Exercise requirements
Produce word for word the lines of the data below running from the one that has "fn from(value: Metadata)" to the one that has "u8 => UInt as", inclusive, and no others.
■ ■ ■
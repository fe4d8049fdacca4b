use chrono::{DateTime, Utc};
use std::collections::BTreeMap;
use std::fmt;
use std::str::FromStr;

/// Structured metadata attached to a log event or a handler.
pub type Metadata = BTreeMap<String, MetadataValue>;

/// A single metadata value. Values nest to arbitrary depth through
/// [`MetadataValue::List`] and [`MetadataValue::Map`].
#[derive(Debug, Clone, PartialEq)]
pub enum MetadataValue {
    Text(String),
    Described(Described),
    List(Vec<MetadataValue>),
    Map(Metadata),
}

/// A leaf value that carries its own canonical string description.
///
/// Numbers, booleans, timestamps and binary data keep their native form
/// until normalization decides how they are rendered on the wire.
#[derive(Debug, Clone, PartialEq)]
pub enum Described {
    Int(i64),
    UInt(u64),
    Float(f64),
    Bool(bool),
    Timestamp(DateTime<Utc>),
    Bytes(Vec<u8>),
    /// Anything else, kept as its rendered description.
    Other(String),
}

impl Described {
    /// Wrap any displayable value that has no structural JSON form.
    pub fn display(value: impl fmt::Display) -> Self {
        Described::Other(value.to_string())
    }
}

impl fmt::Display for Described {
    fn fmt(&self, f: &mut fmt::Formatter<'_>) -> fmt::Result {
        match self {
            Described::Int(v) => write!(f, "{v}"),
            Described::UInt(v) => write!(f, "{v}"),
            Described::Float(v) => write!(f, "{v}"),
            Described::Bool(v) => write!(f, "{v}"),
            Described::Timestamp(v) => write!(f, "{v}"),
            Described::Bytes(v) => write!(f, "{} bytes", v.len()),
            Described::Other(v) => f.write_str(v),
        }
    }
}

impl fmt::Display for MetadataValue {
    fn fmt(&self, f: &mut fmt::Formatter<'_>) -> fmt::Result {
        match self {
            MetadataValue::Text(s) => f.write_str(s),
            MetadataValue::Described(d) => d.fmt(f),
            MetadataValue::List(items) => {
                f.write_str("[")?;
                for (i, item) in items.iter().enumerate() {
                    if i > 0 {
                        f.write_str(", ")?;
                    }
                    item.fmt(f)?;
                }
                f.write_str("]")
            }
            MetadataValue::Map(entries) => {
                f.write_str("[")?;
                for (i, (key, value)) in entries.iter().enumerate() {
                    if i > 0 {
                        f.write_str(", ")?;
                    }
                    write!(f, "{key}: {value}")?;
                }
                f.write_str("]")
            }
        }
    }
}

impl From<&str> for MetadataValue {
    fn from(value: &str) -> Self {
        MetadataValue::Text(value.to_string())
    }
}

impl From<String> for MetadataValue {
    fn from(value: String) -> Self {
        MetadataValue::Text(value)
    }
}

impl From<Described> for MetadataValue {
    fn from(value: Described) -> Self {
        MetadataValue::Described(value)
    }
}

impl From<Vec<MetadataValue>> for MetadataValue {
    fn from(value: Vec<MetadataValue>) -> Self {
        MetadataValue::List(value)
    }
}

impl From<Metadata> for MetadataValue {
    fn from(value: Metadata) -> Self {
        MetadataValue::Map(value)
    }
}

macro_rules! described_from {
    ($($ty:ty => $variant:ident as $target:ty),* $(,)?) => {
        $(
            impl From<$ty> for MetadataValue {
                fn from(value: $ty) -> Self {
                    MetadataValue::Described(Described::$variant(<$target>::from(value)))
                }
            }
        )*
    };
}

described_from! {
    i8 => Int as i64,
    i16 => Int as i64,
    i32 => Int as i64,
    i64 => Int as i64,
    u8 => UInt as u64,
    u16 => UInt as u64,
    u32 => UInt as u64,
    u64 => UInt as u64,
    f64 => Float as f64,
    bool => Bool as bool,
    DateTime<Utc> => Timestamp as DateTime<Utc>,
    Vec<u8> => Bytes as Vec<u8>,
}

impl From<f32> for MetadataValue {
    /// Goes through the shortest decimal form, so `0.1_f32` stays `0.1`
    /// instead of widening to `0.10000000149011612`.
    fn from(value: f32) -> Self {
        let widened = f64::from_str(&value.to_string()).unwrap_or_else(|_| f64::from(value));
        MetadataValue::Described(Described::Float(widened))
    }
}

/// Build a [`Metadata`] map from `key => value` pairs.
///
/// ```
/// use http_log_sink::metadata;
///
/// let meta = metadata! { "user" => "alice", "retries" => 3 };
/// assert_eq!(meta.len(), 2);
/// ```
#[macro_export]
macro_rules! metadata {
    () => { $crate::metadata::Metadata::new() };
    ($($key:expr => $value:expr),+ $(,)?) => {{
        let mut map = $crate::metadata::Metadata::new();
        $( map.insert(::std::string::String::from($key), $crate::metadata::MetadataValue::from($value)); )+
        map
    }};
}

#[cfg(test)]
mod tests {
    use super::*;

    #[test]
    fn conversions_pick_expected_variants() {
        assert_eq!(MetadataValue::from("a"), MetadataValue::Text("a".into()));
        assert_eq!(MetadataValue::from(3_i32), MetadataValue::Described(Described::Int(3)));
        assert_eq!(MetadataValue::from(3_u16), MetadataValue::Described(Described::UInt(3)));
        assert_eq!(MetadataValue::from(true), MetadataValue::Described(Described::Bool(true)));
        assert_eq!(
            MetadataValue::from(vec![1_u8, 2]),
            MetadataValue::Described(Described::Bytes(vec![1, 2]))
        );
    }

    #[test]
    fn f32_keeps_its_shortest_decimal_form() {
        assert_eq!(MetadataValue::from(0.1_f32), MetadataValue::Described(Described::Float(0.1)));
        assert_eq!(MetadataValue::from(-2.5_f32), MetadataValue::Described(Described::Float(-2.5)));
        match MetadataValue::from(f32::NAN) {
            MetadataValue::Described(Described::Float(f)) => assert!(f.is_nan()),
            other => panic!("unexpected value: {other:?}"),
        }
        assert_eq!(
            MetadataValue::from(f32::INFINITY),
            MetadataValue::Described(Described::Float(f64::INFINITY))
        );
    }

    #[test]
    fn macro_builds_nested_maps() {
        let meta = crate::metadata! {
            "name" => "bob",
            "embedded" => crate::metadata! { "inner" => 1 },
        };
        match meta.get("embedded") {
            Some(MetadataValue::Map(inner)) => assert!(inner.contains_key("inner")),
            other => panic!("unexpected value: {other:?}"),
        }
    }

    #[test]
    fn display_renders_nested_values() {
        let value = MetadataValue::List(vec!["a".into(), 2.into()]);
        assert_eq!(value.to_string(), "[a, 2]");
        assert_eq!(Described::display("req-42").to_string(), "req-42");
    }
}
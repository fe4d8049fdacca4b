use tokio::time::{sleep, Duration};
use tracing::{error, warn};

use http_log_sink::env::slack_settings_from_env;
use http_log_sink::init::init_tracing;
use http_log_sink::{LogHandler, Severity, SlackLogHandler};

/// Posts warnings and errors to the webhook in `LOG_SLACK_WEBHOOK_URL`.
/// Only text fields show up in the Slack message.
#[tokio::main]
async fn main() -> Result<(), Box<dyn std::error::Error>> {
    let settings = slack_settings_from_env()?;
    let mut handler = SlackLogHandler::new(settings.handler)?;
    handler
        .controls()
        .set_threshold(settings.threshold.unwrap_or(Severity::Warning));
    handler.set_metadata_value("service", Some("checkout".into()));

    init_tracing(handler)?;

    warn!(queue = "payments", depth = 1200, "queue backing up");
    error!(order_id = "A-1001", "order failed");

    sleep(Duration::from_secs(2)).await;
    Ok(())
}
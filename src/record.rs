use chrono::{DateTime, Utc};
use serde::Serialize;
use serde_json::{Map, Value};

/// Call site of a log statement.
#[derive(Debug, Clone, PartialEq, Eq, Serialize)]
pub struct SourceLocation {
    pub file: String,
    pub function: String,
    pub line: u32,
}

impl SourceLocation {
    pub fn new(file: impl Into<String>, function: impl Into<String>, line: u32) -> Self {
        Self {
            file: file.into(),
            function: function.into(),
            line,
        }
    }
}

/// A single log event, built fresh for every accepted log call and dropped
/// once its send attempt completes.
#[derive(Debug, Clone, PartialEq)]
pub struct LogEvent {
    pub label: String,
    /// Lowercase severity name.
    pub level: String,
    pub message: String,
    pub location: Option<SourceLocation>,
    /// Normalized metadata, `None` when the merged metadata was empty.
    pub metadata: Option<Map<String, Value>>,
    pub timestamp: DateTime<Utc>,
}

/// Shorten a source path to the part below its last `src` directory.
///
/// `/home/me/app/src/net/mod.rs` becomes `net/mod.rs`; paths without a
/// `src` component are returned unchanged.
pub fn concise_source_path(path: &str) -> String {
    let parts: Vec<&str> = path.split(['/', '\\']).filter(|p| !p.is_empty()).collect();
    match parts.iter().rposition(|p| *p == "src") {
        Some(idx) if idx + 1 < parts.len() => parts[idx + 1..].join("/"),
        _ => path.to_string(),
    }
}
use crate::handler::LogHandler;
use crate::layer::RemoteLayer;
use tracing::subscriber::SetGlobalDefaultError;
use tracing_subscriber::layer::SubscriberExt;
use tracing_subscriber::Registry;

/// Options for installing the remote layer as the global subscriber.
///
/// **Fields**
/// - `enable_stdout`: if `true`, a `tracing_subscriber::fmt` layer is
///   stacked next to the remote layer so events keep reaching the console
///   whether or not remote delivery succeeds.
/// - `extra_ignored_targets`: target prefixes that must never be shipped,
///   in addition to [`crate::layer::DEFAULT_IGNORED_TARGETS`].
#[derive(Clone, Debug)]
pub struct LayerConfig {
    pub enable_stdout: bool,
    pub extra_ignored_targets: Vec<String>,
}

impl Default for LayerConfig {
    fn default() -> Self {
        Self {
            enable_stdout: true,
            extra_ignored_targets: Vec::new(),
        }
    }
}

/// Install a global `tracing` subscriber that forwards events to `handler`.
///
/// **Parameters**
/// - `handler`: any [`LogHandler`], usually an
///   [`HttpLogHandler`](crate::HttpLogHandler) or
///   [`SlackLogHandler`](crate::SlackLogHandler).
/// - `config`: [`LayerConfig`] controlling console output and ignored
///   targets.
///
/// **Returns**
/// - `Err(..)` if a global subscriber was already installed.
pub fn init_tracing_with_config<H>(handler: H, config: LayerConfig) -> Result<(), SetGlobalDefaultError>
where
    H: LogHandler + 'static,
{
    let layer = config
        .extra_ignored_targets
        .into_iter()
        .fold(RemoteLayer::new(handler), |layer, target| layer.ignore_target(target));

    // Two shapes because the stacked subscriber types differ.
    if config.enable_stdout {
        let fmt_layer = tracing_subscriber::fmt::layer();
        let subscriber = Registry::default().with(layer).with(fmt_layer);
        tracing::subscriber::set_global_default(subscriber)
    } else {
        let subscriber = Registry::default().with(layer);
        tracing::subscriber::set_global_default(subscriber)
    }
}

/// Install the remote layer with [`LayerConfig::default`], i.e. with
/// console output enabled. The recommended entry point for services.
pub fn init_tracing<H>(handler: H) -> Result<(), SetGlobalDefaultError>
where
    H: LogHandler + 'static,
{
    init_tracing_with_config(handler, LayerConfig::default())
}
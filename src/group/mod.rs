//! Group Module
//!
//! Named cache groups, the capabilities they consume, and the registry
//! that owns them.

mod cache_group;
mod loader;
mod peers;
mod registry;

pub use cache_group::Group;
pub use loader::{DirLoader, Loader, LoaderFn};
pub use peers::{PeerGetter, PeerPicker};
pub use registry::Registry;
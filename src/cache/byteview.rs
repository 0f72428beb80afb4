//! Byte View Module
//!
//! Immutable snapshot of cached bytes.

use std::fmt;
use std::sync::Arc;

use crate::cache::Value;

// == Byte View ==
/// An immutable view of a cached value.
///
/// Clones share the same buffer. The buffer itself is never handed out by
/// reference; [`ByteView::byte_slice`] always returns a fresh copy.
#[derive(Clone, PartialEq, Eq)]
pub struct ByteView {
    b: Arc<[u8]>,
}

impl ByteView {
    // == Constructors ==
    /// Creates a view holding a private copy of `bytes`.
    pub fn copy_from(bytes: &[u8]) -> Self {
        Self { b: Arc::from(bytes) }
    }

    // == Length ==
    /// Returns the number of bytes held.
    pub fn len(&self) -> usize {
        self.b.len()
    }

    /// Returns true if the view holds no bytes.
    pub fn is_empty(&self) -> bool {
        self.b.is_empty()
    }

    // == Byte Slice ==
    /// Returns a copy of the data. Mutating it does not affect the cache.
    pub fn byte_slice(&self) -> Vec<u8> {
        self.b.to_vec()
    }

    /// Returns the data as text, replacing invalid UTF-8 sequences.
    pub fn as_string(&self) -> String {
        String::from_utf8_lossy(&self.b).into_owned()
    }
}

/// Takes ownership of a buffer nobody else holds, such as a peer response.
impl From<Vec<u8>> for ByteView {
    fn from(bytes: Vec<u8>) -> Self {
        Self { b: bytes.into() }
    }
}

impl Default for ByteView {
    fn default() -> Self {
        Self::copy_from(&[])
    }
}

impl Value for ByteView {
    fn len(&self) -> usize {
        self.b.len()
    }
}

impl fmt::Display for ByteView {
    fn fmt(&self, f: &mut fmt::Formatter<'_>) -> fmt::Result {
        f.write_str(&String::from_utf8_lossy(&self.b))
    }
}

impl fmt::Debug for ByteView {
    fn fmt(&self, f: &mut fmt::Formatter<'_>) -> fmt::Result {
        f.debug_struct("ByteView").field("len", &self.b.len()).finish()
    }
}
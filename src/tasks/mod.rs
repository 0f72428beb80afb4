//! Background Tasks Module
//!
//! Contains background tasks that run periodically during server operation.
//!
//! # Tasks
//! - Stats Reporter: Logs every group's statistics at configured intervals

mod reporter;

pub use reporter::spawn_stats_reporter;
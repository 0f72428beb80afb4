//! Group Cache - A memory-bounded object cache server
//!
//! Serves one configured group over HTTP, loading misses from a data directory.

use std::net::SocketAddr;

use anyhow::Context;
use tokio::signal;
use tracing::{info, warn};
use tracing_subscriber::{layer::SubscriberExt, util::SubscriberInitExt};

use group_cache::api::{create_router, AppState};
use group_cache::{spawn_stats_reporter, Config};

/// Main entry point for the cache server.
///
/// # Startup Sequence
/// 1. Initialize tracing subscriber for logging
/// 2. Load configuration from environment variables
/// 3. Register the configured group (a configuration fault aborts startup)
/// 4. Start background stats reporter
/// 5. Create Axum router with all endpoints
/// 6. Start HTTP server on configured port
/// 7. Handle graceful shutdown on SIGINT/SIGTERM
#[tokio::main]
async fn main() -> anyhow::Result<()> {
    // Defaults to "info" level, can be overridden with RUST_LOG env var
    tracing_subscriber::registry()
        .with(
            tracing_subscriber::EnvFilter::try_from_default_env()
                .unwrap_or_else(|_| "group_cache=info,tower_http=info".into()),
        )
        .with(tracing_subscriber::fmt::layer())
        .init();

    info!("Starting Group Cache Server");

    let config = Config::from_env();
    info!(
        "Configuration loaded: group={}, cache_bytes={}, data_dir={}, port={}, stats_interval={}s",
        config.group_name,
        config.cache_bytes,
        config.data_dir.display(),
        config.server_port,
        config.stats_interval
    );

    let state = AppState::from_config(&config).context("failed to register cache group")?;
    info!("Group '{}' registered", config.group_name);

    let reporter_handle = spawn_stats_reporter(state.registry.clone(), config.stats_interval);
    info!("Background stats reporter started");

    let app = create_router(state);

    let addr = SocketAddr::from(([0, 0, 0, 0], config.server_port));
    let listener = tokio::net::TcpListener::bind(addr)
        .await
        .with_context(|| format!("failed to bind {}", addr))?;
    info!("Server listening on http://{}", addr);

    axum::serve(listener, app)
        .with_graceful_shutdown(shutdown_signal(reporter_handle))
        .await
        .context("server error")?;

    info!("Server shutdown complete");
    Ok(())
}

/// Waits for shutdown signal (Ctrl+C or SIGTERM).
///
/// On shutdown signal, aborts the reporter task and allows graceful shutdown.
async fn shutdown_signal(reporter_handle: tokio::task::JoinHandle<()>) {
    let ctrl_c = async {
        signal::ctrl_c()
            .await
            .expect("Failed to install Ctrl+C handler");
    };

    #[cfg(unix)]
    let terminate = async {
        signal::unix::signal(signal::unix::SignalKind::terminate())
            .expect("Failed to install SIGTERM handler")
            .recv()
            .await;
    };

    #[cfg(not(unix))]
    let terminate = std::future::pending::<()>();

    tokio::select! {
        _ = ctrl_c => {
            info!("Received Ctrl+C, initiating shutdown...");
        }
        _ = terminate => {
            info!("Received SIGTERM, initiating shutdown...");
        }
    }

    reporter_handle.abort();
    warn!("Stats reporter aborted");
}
■ ■ ■
Written reply
    fn from(value: Metadata) -> Self {
        MetadataValue::Map(value)
    }
}

macro_rules! described_from {
    ($($ty:ty => $variant:ident as $target:ty),* $(,)?) => {
        $(
            impl From<$ty> for MetadataValue {
                fn from(value: $ty) -> Self {
                    MetadataValue::Described(Described::$variant(<$target>::from(value)))
                }
            }
        )*
    };
}

described_from! {
    i8 => Int as i64,
    i16 => Int as i64,
    i32 => Int as i64,
    i64 => Int as i64,
    u8 => UInt as u64,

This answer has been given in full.